--- DIRECTIONS FOR THIS TASK ---
Wherever "LockRelease" occurs in the entries, copy the line that holds it.

--- DATA TO USE ---
====
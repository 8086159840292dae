//! Measurement Event Records
//!
//! Every variant of [`EventRecord`] is **self-contained**: it carries
//! all identifiers the offline correlation pass needs (window, target,
//! matching id, byte extents) without requiring external state lookups.
//!
//! # Correlation protocol
//!
//! An asynchronous remote memory access produces a start record
//! (`RmaPut`/`RmaGet`/`RmaAtomic`) and exactly one completion record
//! (`RmaOpCompleteBlocking` when the transfer is known complete at call
//! return, `RmaOpCompleteRemote` when it was deferred to the next
//! synchronization point). Start and completion share one
//! [`MatchingId`]; ids are unique per (process, window) and strictly
//! increasing within a process lifetime.

use crate::domain::topology::PeId;
use serde::{Deserialize, Serialize};
use std::fmt;
use std::ops::BitOr;

/// Opaque handle of a registered memory-access domain (an active-set
/// window). Allocated by the window registry, dense from zero.
#[derive(Debug, Clone, Copy, PartialEq, Eq, Hash, Serialize, Deserialize)]
#[repr(transparent)]
pub struct WindowHandle(pub u32);

impl WindowHandle {
    /// Wrap a raw handle value
    #[inline(always)]
    pub fn new(raw: u32) -> Self {
        WindowHandle(raw)
    }

    /// Raw handle value
    #[inline(always)]
    pub fn raw(self) -> u32 {
        self.0
    }
}

impl fmt::Display for WindowHandle {
    fn fmt(&self, f: &mut fmt::Formatter<'_>) -> fmt::Result {
        write!(f, "win#{}", self.0)
    }
}

/// Correlation token pairing an RMA operation's start record with its
/// completion record.
///
/// Process-local, monotonically increasing, never reused within a
/// process lifetime. No cross-process uniqueness is provided. The
/// counter is not guarded against wraparound; at 64 bits this is out
/// of reach of realistic operation counts.
#[derive(Debug, Clone, Copy, PartialEq, Eq, Hash, PartialOrd, Ord, Serialize, Deserialize)]
#[repr(transparent)]
pub struct MatchingId(pub u64);

impl fmt::Display for MatchingId {
    fn fmt(&self, f: &mut fmt::Formatter<'_>) -> fmt::Result {
        write!(f, "op#{}", self.0)
    }
}

/// Handle of an instrumented code region.
///
/// Region naming and source-location bookkeeping are a black-box
/// service; adapters receive pre-registered handles.
#[derive(Debug, Clone, Copy, PartialEq, Eq, Hash, Serialize, Deserialize)]
#[repr(transparent)]
pub struct RegionHandle(pub u32);

/// A process-wide advisory lock object, identified by its address.
#[derive(Debug, Clone, Copy, PartialEq, Eq, Hash, Serialize, Deserialize)]
#[repr(transparent)]
pub struct LockId(pub u64);

/// Lock acquisition mode recorded with lock events.
#[derive(Debug, Clone, Copy, PartialEq, Eq, Serialize, Deserialize)]
pub enum LockMode {
    /// Single exclusive holder (the only mode SHMEM-style locks have)
    Exclusive,
    /// Multiple concurrent readers
    Shared,
}

/// Kind of an atomic remote operation.
///
/// Atomics always complete synchronously (the return value depends on
/// the remote result), so they always pair with an
/// `RmaOpCompleteBlocking` record.
#[derive(Debug, Clone, Copy, PartialEq, Eq, Serialize, Deserialize)]
pub enum AtomicKind {
    /// Unconditional swap
    Swap,
    /// Conditional swap; carries a compare value, so the read extent
    /// is twice the element width
    CompareAndSwap,
    /// Fetch old value, add operand
    FetchAndAdd,
    /// Fetch old value, add one
    FetchAndIncrement,
    /// Add operand, no fetch
    Add,
    /// Add one, no fetch
    Increment,
}

impl AtomicKind {
    /// Byte extents `(read, written)` for one element of `elem_size`
    /// bytes.
    ///
    /// Compare-carrying kinds read double width (operand plus compare
    /// value); pure increments transfer no operand at all.
    pub fn extents(self, elem_size: u64) -> (u64, u64) {
        match self {
            AtomicKind::Swap | AtomicKind::FetchAndAdd | AtomicKind::Add => {
                (elem_size, elem_size)
            }
            AtomicKind::CompareAndSwap => (2 * elem_size, elem_size),
            AtomicKind::FetchAndIncrement | AtomicKind::Increment => (0, elem_size),
        }
    }
}

/// Kind of a collective operation, recorded in its end record.
#[derive(Debug, Clone, Copy, PartialEq, Eq, Serialize, Deserialize)]
pub enum CollectiveKind {
    /// Group-wide barrier
    Barrier,
    /// One root to all others
    Broadcast,
    /// Concatenation of per-PE contributions on all PEs
    Collect,
    /// Element-wise reduction on all PEs
    Reduce,
    /// Personalized exchange between every pair
    AllToAll,
}

/// Synchronization level asserted by a collective record.
///
/// Stored as a small flag set; collectives in this layer always assert
/// both process and memory ordering.
#[derive(Debug, Clone, Copy, PartialEq, Eq, Serialize, Deserialize)]
#[repr(transparent)]
pub struct SyncLevel(u8);

impl SyncLevel {
    /// No ordering asserted
    pub const NONE: SyncLevel = SyncLevel(0);
    /// Process arrival ordering
    pub const PROCESS: SyncLevel = SyncLevel(0b01);
    /// Remote memory ordering
    pub const MEMORY: SyncLevel = SyncLevel(0b10);
    /// Process and memory ordering both asserted (what collectives in
    /// this layer guarantee)
    pub const PROCESS_AND_MEMORY: SyncLevel = SyncLevel(0b11);

    /// Whether every flag in `other` is set in `self`
    #[inline(always)]
    pub fn contains(self, other: SyncLevel) -> bool {
        self.0 & other.0 == other.0
    }

    /// Raw flag bits
    #[inline(always)]
    pub fn bits(self) -> u8 {
        self.0
    }
}

impl BitOr for SyncLevel {
    type Output = SyncLevel;

    #[inline(always)]
    fn bitor(self, rhs: SyncLevel) -> SyncLevel {
        SyncLevel(self.0 | rhs.0)
    }
}

/// Discriminant-only view of an [`EventRecord`], for counting and
/// filtering without matching on payloads.
#[derive(Debug, Clone, Copy, PartialEq, Eq, Hash, Serialize, Deserialize)]
#[allow(missing_docs)]
pub enum EventKind {
    RegionEnter,
    RegionExit,
    RmaPut,
    RmaGet,
    RmaAtomic,
    RmaOpCompleteBlocking,
    RmaOpCompleteRemote,
    RmaWaitChange,
    CollectiveBegin,
    CollectiveEnd,
    LockAcquire,
    LockRelease,
    LockRequest,
    LockTry,
}

/// One measurement event, emitted in strict program order.
#[derive(Debug, Clone, Copy, PartialEq, Eq, Serialize, Deserialize)]
pub enum EventRecord {
    /// Entered an instrumented region
    RegionEnter {
        /// Region being entered
        region: RegionHandle,
    },

    /// Left an instrumented region
    RegionExit {
        /// Region being left
        region: RegionHandle,
    },

    /// One-sided write issued
    RmaPut {
        /// Window the transfer is tracked in
        window: WindowHandle,
        /// Target processing element
        target: PeId,
        /// Payload size in bytes
        bytes: u64,
        /// Correlation token for the completion record
        matching: MatchingId,
    },

    /// One-sided read issued
    RmaGet {
        /// Window the transfer is tracked in
        window: WindowHandle,
        /// Target processing element
        target: PeId,
        /// Payload size in bytes
        bytes: u64,
        /// Correlation token for the completion record
        matching: MatchingId,
    },

    /// Remote atomic issued
    RmaAtomic {
        /// Window the operation is tracked in
        window: WindowHandle,
        /// Target processing element
        target: PeId,
        /// Atomic operation kind
        kind: AtomicKind,
        /// Bytes transferred to the target (operand, plus compare
        /// value for conditional kinds)
        bytes_read: u64,
        /// Bytes written at the target
        bytes_written: u64,
        /// Correlation token for the completion record
        matching: MatchingId,
    },

    /// Operation completed synchronously, at call return
    RmaOpCompleteBlocking {
        /// Window of the completed operation
        window: WindowHandle,
        /// Matching id allocated at the operation's start
        matching: MatchingId,
    },

    /// Deferred completion, discharged at a synchronization point
    RmaOpCompleteRemote {
        /// Window of the completed operation
        window: WindowHandle,
        /// Matching id allocated at the operation's start, retained
        /// across the deferral
        matching: MatchingId,
    },

    /// Blocked waiting for a remote value change
    RmaWaitChange {
        /// Window being watched
        window: WindowHandle,
    },

    /// Collective operation started
    CollectiveBegin {
        /// Ordering asserted by this collective
        sync: SyncLevel,
    },

    /// Collective operation finished
    CollectiveEnd {
        /// Collective kind
        kind: CollectiveKind,
        /// Ordering asserted by this collective
        sync: SyncLevel,
        /// Window of the active set addressed
        window: WindowHandle,
        /// Designated root, or `None` for rootless collectives
        root: Option<PeId>,
        /// Bytes this PE contributed
        bytes_sent: u64,
        /// Bytes this PE received
        bytes_received: u64,
    },

    /// Advisory lock acquired (blocking acquisition returned)
    LockAcquire {
        /// Window the lock is scoped to
        window: WindowHandle,
        /// Lock object, identified by address
        lock: LockId,
        /// Acquisition mode
        mode: LockMode,
    },

    /// Advisory lock released
    LockRelease {
        /// Window the lock is scoped to
        window: WindowHandle,
        /// Lock object, identified by address
        lock: LockId,
    },

    /// Non-blocking lock attempt that succeeded
    LockRequest {
        /// Window the lock is scoped to
        window: WindowHandle,
        /// Lock object, identified by address
        lock: LockId,
        /// Acquisition mode
        mode: LockMode,
    },

    /// Non-blocking lock attempt that failed (lock was held)
    LockTry {
        /// Window the lock is scoped to
        window: WindowHandle,
        /// Lock object, identified by address
        lock: LockId,
        /// Acquisition mode
        mode: LockMode,
    },
}

impl EventRecord {
    /// Discriminant of this record
    pub fn kind(&self) -> EventKind {
        match self {
            EventRecord::RegionEnter { .. } => EventKind::RegionEnter,
            EventRecord::RegionExit { .. } => EventKind::RegionExit,
            EventRecord::RmaPut { .. } => EventKind::RmaPut,
            EventRecord::RmaGet { .. } => EventKind::RmaGet,
            EventRecord::RmaAtomic { .. } => EventKind::RmaAtomic,
            EventRecord::RmaOpCompleteBlocking { .. } => EventKind::RmaOpCompleteBlocking,
            EventRecord::RmaOpCompleteRemote { .. } => EventKind::RmaOpCompleteRemote,
            EventRecord::RmaWaitChange { .. } => EventKind::RmaWaitChange,
            EventRecord::CollectiveBegin { .. } => EventKind::CollectiveBegin,
            EventRecord::CollectiveEnd { .. } => EventKind::CollectiveEnd,
            EventRecord::LockAcquire { .. } => EventKind::LockAcquire,
            EventRecord::LockRelease { .. } => EventKind::LockRelease,
            EventRecord::LockRequest { .. } => EventKind::LockRequest,
            EventRecord::LockTry { .. } => EventKind::LockTry,
        }
    }

    /// Matching id carried by this record, if it is part of the
    /// start/completion correlation protocol.
    pub fn matching_id(&self) -> Option<MatchingId> {
        match self {
            EventRecord::RmaPut { matching, .. }
            | EventRecord::RmaGet { matching, .. }
            | EventRecord::RmaAtomic { matching, .. }
            | EventRecord::RmaOpCompleteBlocking { matching, .. }
            | EventRecord::RmaOpCompleteRemote { matching, .. } => Some(*matching),
            _ => None,
        }
    }

    /// Window referenced by this record, if any.
    pub fn window(&self) -> Option<WindowHandle> {
        match self {
            EventRecord::RmaPut { window, .. }
            | EventRecord::RmaGet { window, .. }
            | EventRecord::RmaAtomic { window, .. }
            | EventRecord::RmaOpCompleteBlocking { window, .. }
            | EventRecord::RmaOpCompleteRemote { window, .. }
            | EventRecord::RmaWaitChange { window, .. }
            | EventRecord::CollectiveEnd { window, .. }
            | EventRecord::LockAcquire { window, .. }
            | EventRecord::LockRelease { window, .. }
            | EventRecord::LockRequest { window, .. }
            | EventRecord::LockTry { window, .. } => Some(*window),
            _ => None,
        }
    }

    /// Whether this is a start record owing a completion
    #[inline]
    pub fn is_rma_start(&self) -> bool {
        matches!(
            self.kind(),
            EventKind::RmaPut | EventKind::RmaGet | EventKind::RmaAtomic
        )
    }

    /// Whether this is a completion record
    #[inline]
    pub fn is_rma_completion(&self) -> bool {
        matches!(
            self.kind(),
            EventKind::RmaOpCompleteBlocking | EventKind::RmaOpCompleteRemote
        )
    }
}

impl fmt::Display for EventRecord {
    fn fmt(&self, f: &mut fmt::Formatter<'_>) -> fmt::Result {
        match self {
            EventRecord::RegionEnter { region } => write!(f, "Enter(r{})", region.0),
            EventRecord::RegionExit { region } => write!(f, "Exit(r{})", region.0),
            EventRecord::RmaPut { window, target, bytes, matching } => {
                write!(f, "Put({window} -> {target}, {bytes}B, {matching})")
            }
            EventRecord::RmaGet { window, target, bytes, matching } => {
                write!(f, "Get({window} <- {target}, {bytes}B, {matching})")
            }
            EventRecord::RmaAtomic { window, target, kind, matching, .. } => {
                write!(f, "Atomic({window} @ {target}, {kind:?}, {matching})")
            }
            EventRecord::RmaOpCompleteBlocking { window, matching } => {
                write!(f, "CompleteBlocking({window}, {matching})")
            }
            EventRecord::RmaOpCompleteRemote { window, matching } => {
                write!(f, "CompleteRemote({window}, {matching})")
            }
            EventRecord::RmaWaitChange { window } => write!(f, "WaitChange({window})"),
            EventRecord::CollectiveBegin { .. } => write!(f, "CollectiveBegin"),
            EventRecord::CollectiveEnd { kind, window, bytes_sent, bytes_received, .. } => {
                write!(f, "CollectiveEnd({kind:?}, {window}, tx {bytes_sent}B, rx {bytes_received}B)")
            }
            EventRecord::LockAcquire { lock, .. } => write!(f, "LockAcquire(0x{:x})", lock.0),
            EventRecord::LockRelease { lock, .. } => write!(f, "LockRelease(0x{:x})", lock.0),
            EventRecord::LockRequest { lock, .. } => write!(f, "LockRequest(0x{:x})", lock.0),
            EventRecord::LockTry { lock, .. } => write!(f, "LockTry(0x{:x})", lock.0),
        }
    }
}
====
--- RESULT OF THIS TASK ---
    LockRelease,
    LockRelease {
            EventRecord::LockRelease { .. } => EventKind::LockRelease,
            | EventRecord::LockRelease { window, .. }
            EventRecord::LockRelease { lock, .. } => write!(f, "LockRelease(0x{:x})", lock.0),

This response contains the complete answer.